→ **TASK GOAL**
All lines of the records below that contain the word "LedgerStore" must be listed.

→ **SUPPLIED INFORMATION**
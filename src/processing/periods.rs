//! Discovery of the pay-period labels present in a document.
//!
//! Labels are opaque strings. They are ordered by plain byte-wise string
//! comparison, so `"october"` sorts before `"september"`.

use serde_json::Value;
use std::collections::BTreeSet;
use std::path::Path;
use tracing::{Span, debug};

use crate::error::LedgerResult;
use crate::ledger::LedgerStore;
use crate::ledger::document::{self, nodes};
use crate::logging::component_span;

/// Returns the distinct non-empty period labels of every `salary` and
/// `item` node, sorted ascending.
///
/// Works on both the raw ledger and the normalized tree.
///
/// # Examples
///
/// ```
/// use payroll_ledger::processing::discover_periods;
/// use serde_json::json;
///
/// let ledger = json!({ "Pay": { "item": [
///     { "period": "september" },
///     { "period": "october" },
///     { "mount": "september" },
///     { "period": "" }
/// ] } });
/// assert_eq!(discover_periods(&ledger), vec!["october", "september"]);
/// ```
pub fn discover_periods(doc: &Value) -> Vec<String> {
    let mut labels = BTreeSet::new();
    for key in [nodes::SALARY, nodes::ITEM] {
        for node in document::descendants(doc, key) {
            if let Some(period) = document::period(node).filter(|p| !p.is_empty()) {
                labels.insert(period.into_owned());
            }
        }
    }
    labels.into_iter().collect()
}

/// Reads period labels from documents on disk.
#[derive(Debug, Clone)]
pub struct PeriodDiscovery {
    store: LedgerStore,
    span: Span,
}

impl PeriodDiscovery {
    /// Creates a discovery component logging under `period_discovery`.
    pub fn new(store: LedgerStore) -> Self {
        Self::with_span(store, component_span("period_discovery"))
    }

    /// Creates a discovery component logging under the given span.
    pub fn with_span(store: LedgerStore, span: Span) -> Self {
        Self { store, span }
    }

    /// Loads the document at `path` and returns its period labels.
    pub fn discover(&self, path: &Path) -> LedgerResult<Vec<String>> {
        let doc = self.store.load(path, "discover_periods")?;
        let _enter = self.span.enter();

        let periods = discover_periods(&doc);
        debug!(path = %path.display(), count = periods.len(), "Discovered periods");
        Ok(periods)
    }
}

→ **WRITTEN ANSWER**
use crate::ledger::LedgerStore;
    store: LedgerStore,
    pub fn new(store: LedgerStore) -> Self {
    pub fn with_span(store: LedgerStore, span: Span) -> Self {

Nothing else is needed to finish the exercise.